Many conservatives believe that a federal individual mandate to buy health insurance is unconstitutional, despite the fact that the Heritage Foundation invented the individual mandate and many Republicans endorsed it in the past. The argument is essentially that the federal government’s power to regulate interstate commerce does not extend that far.
It’s an argument that is wildly at odds with the last seven decades of constitutional jurisprudence. The Supreme Court has held that growing crops—from wheat to marijuana—purely for personal consumption is subject to federal regulation because whatever you grow you don’t buy. It would blatantly contradict those precedents for the Supreme Court to over-rule the individual mandate in the Affordable Care Act.
But Bachmann’s position goes a good deal further. If states cannot mandate that you buy health insurance, will she also argue that they cannot require drivers to buy auto insurance? It’s absurd to argue that driving is an activity and buying health insurance isn’t. No one who gets sick chooses to die instead of going to the hospital because they didn’t buy insurance and must accept the consequences, Ron Paul’s hopes to the contrary notwithstanding. When they go to the emergency room they are treated and the costs are passed on to the rest of us. So not buying health insurance is clearly an active decision as much as buying it is.
Bachmann’s campaign did not respond to a request for clarification. But Simon Lazarus, public policy counsel to the National Senior Citizens Law Center, helped me understand Bachmann’s constitutional philosophy.
“The Massachusetts mandate, or a state mandate, would not be unconstitutional under the theories that the people challenging the law are claiming to rely on,” says Lazarus. “In fact they are strenuously insisting that the states would be free to do what they want.
“But the logic is that the mandate interferes with individual liberty to such a drastic extent. If it’s unconstitutional because it interferes with liberty, it violates the Fifth and Fourteenth Amendments. That’s the reasoning the Court used in the Lochner era, the first third of the twentieth century: that laws interfering with child labor, for example, interfered with substantive due process rights.”
The “Lochner era” refers to the period when the Supreme Court followed the precedent of the infamous 1905 case Lochner v. New York, in which the Court held that a state law limiting the number of hours a baker may work to sixty per week violated the right of contract implicit in the Fourteenth Amendment. Under that precedent, much of the New Deal was unconstitutional. “That kind of reasoning was repudiated in 1937 and has been on the shelf ever since then,” says Lazarus.
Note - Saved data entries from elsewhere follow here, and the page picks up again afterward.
//! Adjacency-based undirected graph with per-edge capacities

use std::collections::{BTreeMap, BTreeSet};

/// Undirected graph over integer node ids with a positive integer
/// capacity per edge (uniformly 1 for unweighted inputs).
///
/// Adjacency is kept in ordered maps so that node and neighbor
/// iteration order is stable, which the clustering pipeline relies on
/// for reproducible output.
#[derive(Debug, Clone, Default, PartialEq, Eq)]
pub struct Graph {
    /// adjacency[u][v] = capacity of the undirected edge (u, v).
    /// The entry is mirrored: adjacency[v][u] holds the same capacity.
    adjacency: BTreeMap<u32, BTreeMap<u32, u64>>,
}

impl Graph {
    /// Create an empty graph
    pub fn new() -> Self {
        Self::default()
    }

    /// Build a graph from an edge list, giving every edge capacity 1.
    /// Endpoints are auto-created; duplicate edges are idempotent.
    pub fn from_edges(edges: impl IntoIterator<Item = (u32, u32)>) -> Self {
        let mut graph = Self::new();
        for (u, v) in edges {
            graph.add_edge(u, v);
        }
        graph
    }

    /// Ensure a node exists (as a singleton if it has no edges)
    pub fn add_node(&mut self, node: u32) {
        self.adjacency.entry(node).or_default();
    }

    /// Add an undirected unit-capacity edge, auto-creating endpoints.
    /// Adding the same edge again leaves the graph unchanged.
    pub fn add_edge(&mut self, u: u32, v: u32) {
        self.add_edge_with_capacity(u, v, 1);
    }

    /// Add an undirected edge with an explicit capacity. The first
    /// insertion wins; re-adding an existing edge is a no-op.
    pub fn add_edge_with_capacity(&mut self, u: u32, v: u32, capacity: u64) {
        self.adjacency
            .entry(u)
            .or_default()
            .entry(v)
            .or_insert(capacity);
        self.adjacency
            .entry(v)
            .or_default()
            .entry(u)
            .or_insert(capacity);
    }

    /// Number of nodes
    pub fn node_count(&self) -> usize {
        self.adjacency.len()
    }

    /// Whether the graph has no nodes at all
    pub fn is_empty(&self) -> bool {
        self.adjacency.is_empty()
    }

    /// Whether the node is present
    pub fn contains_node(&self, node: u32) -> bool {
        self.adjacency.contains_key(&node)
    }

    /// Iterate node ids in ascending order
    pub fn nodes(&self) -> impl Iterator<Item = u32> + '_ {
        self.adjacency.keys().copied()
    }

    /// Iterate the neighbors of a node in ascending order.
    /// An absent node yields an empty iterator.
    pub fn neighbors(&self, node: u32) -> impl Iterator<Item = u32> + '_ {
        self.adjacency
            .get(&node)
            .into_iter()
            .flat_map(|adj| adj.keys().copied())
    }

    /// Number of edges incident to a node (0 for absent nodes)
    pub fn degree(&self, node: u32) -> usize {
        self.adjacency.get(&node).map_or(0, |adj| adj.len())
    }

    /// Number of undirected edges
    pub fn edge_count(&self) -> usize {
        self.edges().count()
    }

    /// Iterate undirected edges as (u, v, capacity) with u <= v,
    /// in ascending (u, v) order
    pub fn edges(&self) -> impl Iterator<Item = (u32, u32, u64)> + '_ {
        self.adjacency.iter().flat_map(|(&u, adj)| {
            adj.iter()
                .filter(move |&(&v, _)| u <= v)
                .map(move |(&v, &cap)| (u, v, cap))
        })
    }

    /// Capacity of the edge (u, v), if present
    pub fn capacity(&self, u: u32, v: u32) -> Option<u64> {
        self.adjacency.get(&u).and_then(|adj| adj.get(&v)).copied()
    }

    /// Extract the subgraph induced by a node subset: the listed nodes
    /// (intersected with the graph's node set) plus every edge whose
    /// both endpoints are in the subset, capacities copied unchanged.
    ///
    /// The result is an independent copy; mutating it never affects
    /// this graph. Cost is proportional to the degrees of the kept
    /// nodes, not the full parent graph.
    pub fn induced_subgraph(&self, nodes: &BTreeSet<u32>) -> Graph {
        let mut sub = Graph::new();
        for &node in nodes {
            let Some(adj) = self.adjacency.get(&node) else {
                continue;
            };
            sub.add_node(node);
            for (&neighbor, &cap) in adj {
                if neighbor >= node && nodes.contains(&neighbor) {
                    sub.add_edge_with_capacity(node, neighbor, cap);
                }
            }
        }
        sub
    }
}
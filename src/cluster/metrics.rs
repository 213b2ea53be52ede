//! Cluster statistics and metrics

use rayon::prelude::*;

use crate::graph::Graph;

/// Node count above which density is computed in parallel
const PARALLEL_THRESHOLD: usize = 1000;

/// Calculate cluster density: internal edges over potential edges
/// (`n * (n - 1) / 2` for an undirected graph). Singleton and empty
/// clusters have density 1 by convention.
pub fn cluster_density(cluster: &Graph) -> f32 {
    let n = cluster.node_count();
    if n <= 1 {
        return 1.0;
    }

    let potential_edges = n * (n - 1) / 2;

    // Leaf clusters are tiny; the parallel path only matters when the
    // caller measures larger intermediate graphs
    let degree_sum: usize = if n < PARALLEL_THRESHOLD {
        cluster.nodes().map(|node| cluster.degree(node)).sum()
    } else {
        let nodes: Vec<u32> = cluster.nodes().collect();
        nodes.par_iter().map(|&node| cluster.degree(node)).sum()
    };

    // Every undirected edge contributes to two degrees
    let actual_edges = degree_sum / 2;

    actual_edges as f32 / potential_edges as f32
}

#[cfg(test)]
mod tests {
    use super::*;

    #[test]
    fn complete_triangle_has_density_one() {
        let triangle = Graph::from_edges([(1, 2), (2, 3), (3, 1)]);
        assert_eq!(cluster_density(&triangle), 1.0);
    }

    #[test]
    fn path_of_three_has_two_thirds_density() {
        let path = Graph::from_edges([(1, 2), (2, 3)]);
        let density = cluster_density(&path);
        assert!((density - 2.0 / 3.0).abs() < 1e-6);
    }

    #[test]
    fn singleton_density_is_one_by_convention() {
        let mut graph = Graph::new();
        graph.add_node(1);
        assert_eq!(cluster_density(&graph), 1.0);
    }

    #[test]
    fn large_cluster_uses_the_parallel_path() {
        // A 1200-node star exercises the rayon branch
        let star = Graph::from_edges((1..1200u32).map(|i| (0, i)));
        let n = star.node_count();
        let expected = (n - 1) as f32 / (n * (n - 1) / 2) as f32;
        assert!((cluster_density(&star) - expected).abs() < 1e-9);
    }
}
//! Recursive clustering module

pub mod driver;
pub mod metrics;

use std::collections::BTreeMap;

use serde::Serialize;

use crate::graph::Graph;

/// Sizes of the graphs processed at each recursion depth, in
/// processing order. A monitoring side-channel only; nothing reads it
/// to drive decisions.
pub type DepthStats = BTreeMap<usize, Vec<usize>>;

/// One min-cut split event in the decomposition tree
#[derive(Debug, Clone, PartialEq, Eq, Serialize)]
pub struct SplitRecord {
    /// Recursion depth of the graph that was split
    pub depth: usize,

    /// Node count of the graph before the split
    pub parent_size: usize,

    /// Node count of the source-side partition
    pub source_side_size: usize,

    /// Node count of the sink-side partition
    pub sink_side_size: usize,

    /// Capacity of the minimum cut that produced the split
    pub cut_value: u64,
}

/// Everything a full decomposition run accumulates.
///
/// Owned by the run that produced it; a failed run's partial outcome
/// is dropped with the error rather than surfaced.
#[derive(Debug, Clone, Default, PartialEq)]
pub struct ClusteringOutcome {
    /// Leaf clusters in emission order, the primary output
    pub clusters: Vec<Graph>,

    /// Every cut-split, in the order the splits happened
    pub splits: Vec<SplitRecord>,

    /// Graph sizes observed per recursion depth
    pub depth_stats: DepthStats,
}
Bachmann wants to revive the long-discredited school of legal thought known as Lochnerism. “If that were to happen, not only would that mean the mandate at the state level is unconstitutional; it could mean that Medicare taxes are unconstitutional,” warns Lazarus. Of course, Bachmann’s rival for the right-wing vote, Rick Perry, thinks Social Security is unconstitutional, so she has to come up with kooky constitutional theories of her own to compete.